Exercise instructions: Stop after the line that contains "use std::path::PathBuf;"; until then, restate each line of the entries word for word from the very first.

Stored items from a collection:
........

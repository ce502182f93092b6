pub mod completions;
pub mod delete;
pub mod export;
pub mod frame;
pub mod import;
pub mod info;
pub mod layer;
pub mod list;
pub mod new;
pub mod paint;

use std::path::PathBuf;

use clap::{ArgAction, Args, Parser, Subcommand};

use crate::error::{EditError, Result};
use crate::manifest::Manifest;
use crate::session::EditorSession;
use crate::store::{ArtworkStore, DirectoryStore};
use crate::types::Artwork;

/// pxedit - Layered, animated pixel-art editing
#[derive(Parser, Debug)]
#[command(name = "pxedit")]
#[command(version, about, long_about = None)]
pub struct Cli {
    /// Increase log detail (-v debug, -vv trace)
    #[arg(short, long, action = ArgAction::Count, global = true)]
    pub verbose: u8,

    #[command(subcommand)]
    pub command: Commands,
}

#[derive(Subcommand, Debug)]
pub enum Commands {
    /// Create a blank artwork
    New(new::NewArgs),

    /// Import an image or JSON document as a new artwork
    Import(import::ImportArgs),

    /// Export a frame as PNG or the whole artwork as JSON
    Export(export::ExportArgs),

    /// Show an artwork's layers and frames
    Info(info::InfoArgs),

    /// List stored artworks
    List(list::ListArgs),

    /// Delete a stored artwork
    Delete(delete::DeleteArgs),

    /// Apply a tool at grid cells
    Paint(paint::PaintArgs),

    /// Edit layers
    Layer(layer::LayerArgs),

    /// Edit frames
    Frame(frame::FrameArgs),

    /// Generate shell completions
    Completions(completions::CompletionsArgs),
}

/// Locates the project and its artwork store.
#[derive(Args, Debug, Clone)]
pub struct ProjectArgs {
    /// Project directory (holds pxedit.yaml and the store)
    #[arg(long, short = 'C', default_value = ".")]
    pub project: PathBuf,
}

impl ProjectArgs {
    pub fn manifest(&self) -> Result<Manifest> {
        Manifest::discover(&self.project)
    }

    /// Load the manifest and open the store it names.
    pub fn open(&self) -> Result<(Manifest, DirectoryStore)> {
        let manifest = self.manifest()?;
        let store = DirectoryStore::open(manifest.store_path(&self.project))?;
        Ok((manifest, store))
    }

    /// Open an editing session on a stored artwork.
    pub fn session(&self, key: &str) -> Result<EditorSession<DirectoryStore>> {
        let (manifest, store) = self.open()?;
        let artwork = load(&store, key)?;
        Ok(EditorSession::new(artwork, store, manifest.session_options()))
    }
}

/// Fetch an artwork, treating a missing key as an error.
pub(crate) fn load(store: &impl ArtworkStore, key: &str) -> Result<Artwork> {
    store.get(key)?.ok_or_else(|| EditError::Store {
        key: key.to_string(),
        message: "no such artwork".to_string(),
    })
}

/// Save the session's artwork, surfacing any store failure.
pub(crate) fn finish(session: EditorSession<DirectoryStore>) -> Result<Artwork> {
    let (artwork, mut store) = session.into_parts();
    store.save(&artwork)?;
    Ok(artwork)
}

/// Map `-v` counts to a log level. Warnings are always shown.
pub fn log_level(verbose: u8) -> tracing::Level {
    match verbose {
        0 => tracing::Level::WARN,
        1 => tracing::Level::DEBUG,
        _ => tracing::Level::TRACE,
    }
}
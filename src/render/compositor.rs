//! Compositor - flattens the visible layers of one frame into a single buffer.
//!
//! The preview and every export go through [`composite`], so a frame always
//! flattens to the same bytes no matter who asks.

use crate::types::{Artwork, Layer, RasterBuffer};

use super::blend::blend_pixel;

/// Flatten the layers of a 1-based frame, bottom layer first.
///
/// Hidden layers and empty frame slots are skipped. Each layer is drawn with
/// its blend mode at `opacity / 100` alpha onto an initially transparent
/// canvas of `width` x `height`.
pub fn composite(layers: &[Layer], frame: usize, width: u32, height: u32) -> RasterBuffer {
    let mut output = RasterBuffer::new(width, height);

    for layer in layers {
        if !layer.visible {
            continue;
        }
        let Some(source) = layer.frame(frame) else {
            continue;
        };

        let opacity = layer.opacity() as f32 / 100.0;
        let w = width.min(source.width());
        let h = height.min(source.height());

        for y in 0..h {
            for x in 0..w {
                let src = source.get_pixel(x, y);
                if src.a == 0 {
                    continue;
                }
                let dst = output.get_pixel(x, y);
                output.set_pixel(x, y, blend_pixel(dst, src, layer.blend_mode, opacity));
            }
        }
    }

    output
}

/// Flatten one frame of an artwork at canvas size.
pub fn composite_frame(artwork: &Artwork, frame: usize) -> RasterBuffer {
    composite(artwork.layers(), frame, artwork.width(), artwork.height())
}
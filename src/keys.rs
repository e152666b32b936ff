/*
 * SPDX-FileCopyrightText: 2022 Empo Inc.
 *
 * SPDX-License-Identifier: GPL-3.0-or-later
 *
 * This program is free software: you can redistribute it and/or modify
 * it under the terms of the GNU General Public License as published by
 * the Free Software Foundation, either version 3 of the License, or
 * (at your option) any later version.
 *
 * This program is distributed in the hope that it will be useful, but
 * WITHOUT ANY WARRANTY; without even the implied warranty of
 * MERCHANTABILITY or FITNESS FOR A PARTICULAR PURPOSE. See the GNU
 * General Public License for more details.
 *
 * You should have received a copy of the GNU General Public License
 * along with this program. If not, see <http://www.gnu.org/licenses/>.
 */

use serde::Serialize;

use crate::cmd::Wg;
use crate::error::Result;

/// A public / private key pair.
///
/// Both halves are the opaque base64 strings `wg` prints; no validation
/// of length or alphabet is performed here.
#[derive(Debug, Clone, PartialEq, Eq, Serialize)]
pub struct Keypair {
    pub public: String,
    pub private: String,
}

impl Keypair {
    /// Derives the public half from an existing private key.
    pub fn from_private_key(wg: &Wg, private: String) -> Result<Self> {
        let public = wg.pubkey(&private)?;
        Ok(Keypair { public, private })
    }

    /// Generates a fresh key pair.
    pub fn generate(wg: &Wg) -> Result<Self> {
        let private = wg.genkey()?;
        Keypair::from_private_key(wg, private)
    }
}

impl Wg {
    /// Generates a new private key.
    pub fn genkey(&self) -> Result<String> {
        self.read(&["genkey"])
    }

    /// Derives the public key for the given private key.
    pub fn pubkey(&self, private: &str) -> Result<String> {
        self.read_with_stdin(&["pubkey"], private)
    }

    /// Generates a pre-shared key.
    pub fn genpsk(&self) -> Result<String> {
        self.read(&["genpsk"])
    }

    /// Generates a public / private key pair.
    pub fn keypair(&self) -> Result<Keypair> {
        Keypair::generate(self)
    }
}
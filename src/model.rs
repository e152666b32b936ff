/*
 * SPDX-FileCopyrightText: 2022 Empo Inc.
 *
 * SPDX-License-Identifier: GPL-3.0-or-later
 *
 * This program is free software: you can redistribute it and/or modify
 * it under the terms of the GNU General Public License as published by
 * the Free Software Foundation, either version 3 of the License, or
 * (at your option) any later version.
 *
 * This program is distributed in the hope that it will be useful, but
 * WITHOUT ANY WARRANTY; without even the implied warranty of
 * MERCHANTABILITY or FITNESS FOR A PARTICULAR PURPOSE. See the GNU
 * General Public License for more details.
 *
 * You should have received a copy of the GNU General Public License
 * along with this program. If not, see <http://www.gnu.org/licenses/>.
 */

//! Typed views over parsed status records.
//!
//! The views model the attributes current wireguard-tools emits; anything
//! it grows later lands in the `extra` maps instead of being lost.

use std::collections::BTreeMap;
use std::convert::TryFrom;

use ipnet::IpNet;
use serde::Serialize;

use crate::cmd::Wg;
use crate::error::Result;
use crate::show::{InterfaceRecord, Mode, PeerRecord, Transfer, Value};

#[derive(Debug, Clone, Default, Serialize)]
pub struct InterfaceInfo {
    pub name: Option<String>,
    pub public_key: Option<String>,
    /// `None` when the tool reports the key as `(hidden)`.
    pub private_key: Option<String>,
    pub listening_port: Option<u16>,
    pub fwmark: Option<String>,
    pub peers: BTreeMap<String, PeerInfo>,
    /// Attributes not modeled above.
    #[serde(skip_serializing_if = "BTreeMap::is_empty")]
    pub extra: BTreeMap<String, Value>,
}

#[derive(Debug, Clone, Default, Serialize)]
pub struct PeerInfo {
    /// `None` when absent or reported as `(hidden)`.
    pub preshared_key: Option<String>,
    pub endpoint: Option<String>,
    pub allowed_ips: Vec<IpNet>,
    pub latest_handshake: Option<String>,
    pub transfer: Option<Transfer>,
    pub persistent_keepalive: Option<String>,
    #[serde(skip_serializing_if = "BTreeMap::is_empty")]
    pub extra: BTreeMap<String, Value>,
}

impl From<InterfaceRecord> for InterfaceInfo {
    fn from(record: InterfaceRecord) -> Self {
        let mut info = InterfaceInfo::default();

        for (key, value) in record.attrs {
            match (key.as_str(), value) {
                ("interface", Value::Text(s)) => info.name = Some(s),
                ("public key", Value::Text(s)) => info.public_key = Some(s),
                ("private key", Value::Text(s)) => info.private_key = Some(s),
                ("private key", Value::Hidden) => (),
                ("listening port", Value::Int(n)) => {
                    info.listening_port = u16::try_from(n).ok()
                }
                ("fwmark", Value::Text(s)) => info.fwmark = Some(s),
                (_, value) => {
                    info.extra.insert(key.clone(), value);
                }
            }
        }

        info.peers = record
            .peers
            .into_iter()
            .map(|(pubkey, peer)| (pubkey, peer.into()))
            .collect();
        info
    }
}

impl From<PeerRecord> for PeerInfo {
    fn from(record: PeerRecord) -> Self {
        let mut info = PeerInfo::default();

        for (key, value) in record.attrs {
            match (key.as_str(), value) {
                ("preshared key", Value::Text(s)) => info.preshared_key = Some(s),
                ("preshared key", Value::Hidden) => (),
                ("endpoint", Value::Text(s)) => info.endpoint = Some(s),
                ("allowed ips", Value::Networks(nets)) => info.allowed_ips = nets,
                ("allowed ips", Value::List(segments)) => {
                    // Tolerates records parsed in JSON-compatible mode.
                    info.allowed_ips = segments
                        .iter()
                        .filter_map(|s| s.parse().ok())
                        .collect();
                }
                ("latest handshake", Value::Text(s)) => info.latest_handshake = Some(s),
                ("transfer", Value::Transfer(t)) => info.transfer = Some(t),
                ("persistent keepalive", Value::Text(s)) => {
                    info.persistent_keepalive = Some(s)
                }
                (_, value) => {
                    info.extra.insert(key.clone(), value);
                }
            }
        }

        info
    }
}

impl Wg {
    /// Queries a single interface and returns the typed view of it.
    pub fn interface(&self, interface: &str) -> Result<InterfaceInfo> {
        Ok(self.show(interface, Mode::Typed)?.into())
    }
}

#[cfg(test)]
mod tests {
    use super::*;
    use crate::show::parse_interface;

    const WG0: &str = "\
interface: wg0
  public key: xTIBA5rboUvnH4htodjb6e697QjLERt1NAB4mZqp8Dg=
  private key: (hidden)
  listening port: 51820
  fwmark: 0xca6c
  brand new field: something

peer: HIgo9xNzJMWLKASShiTqIybxZ0U3wGLiUeJ1PKf8ykw=
  preshared key: (hidden)
  endpoint: 203.0.113.1:51820
  allowed ips: 10.0.0.0/24
  latest handshake: 1 minute, 17 seconds ago
  transfer: 1.04 MiB received, 892 B sent
  persistent keepalive: every 25 seconds
";

    #[test]
    fn typed_view_maps_known_fields() {
        let info: InterfaceInfo = parse_interface(WG0, Mode::Typed).unwrap().into();

        assert_eq!(info.name.as_deref(), Some("wg0"));
        assert_eq!(
            info.public_key.as_deref(),
            Some("xTIBA5rboUvnH4htodjb6e697QjLERt1NAB4mZqp8Dg=")
        );
        assert_eq!(info.private_key, None);
        assert_eq!(info.listening_port, Some(51820));
        assert_eq!(info.fwmark.as_deref(), Some("0xca6c"));

        let peer = &info.peers["HIgo9xNzJMWLKASShiTqIybxZ0U3wGLiUeJ1PKf8ykw="];
        assert_eq!(peer.preshared_key, None);
        assert_eq!(peer.endpoint.as_deref(), Some("203.0.113.1:51820"));
        assert_eq!(peer.allowed_ips, vec!["10.0.0.0/24".parse::<IpNet>().unwrap()]);
        assert_eq!(peer.transfer.as_ref().unwrap().sent, "892 B");
        assert_eq!(peer.persistent_keepalive.as_deref(), Some("every 25 seconds"));
        assert!(peer.extra.is_empty());
    }

    #[test]
    fn unmodeled_fields_land_in_extra() {
        let info: InterfaceInfo = parse_interface(WG0, Mode::Typed).unwrap().into();
        assert_eq!(
            info.extra["brand new field"],
            Value::Text("something".to_string())
        );
    }
}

........

Task response:
repository ce502182f93092b6
pub mod completions;
pub mod delete;
pub mod export;
pub mod frame;
pub mod import;
pub mod info;
pub mod layer;
pub mod list;
pub mod new;
pub mod paint;

use std::path::PathBuf;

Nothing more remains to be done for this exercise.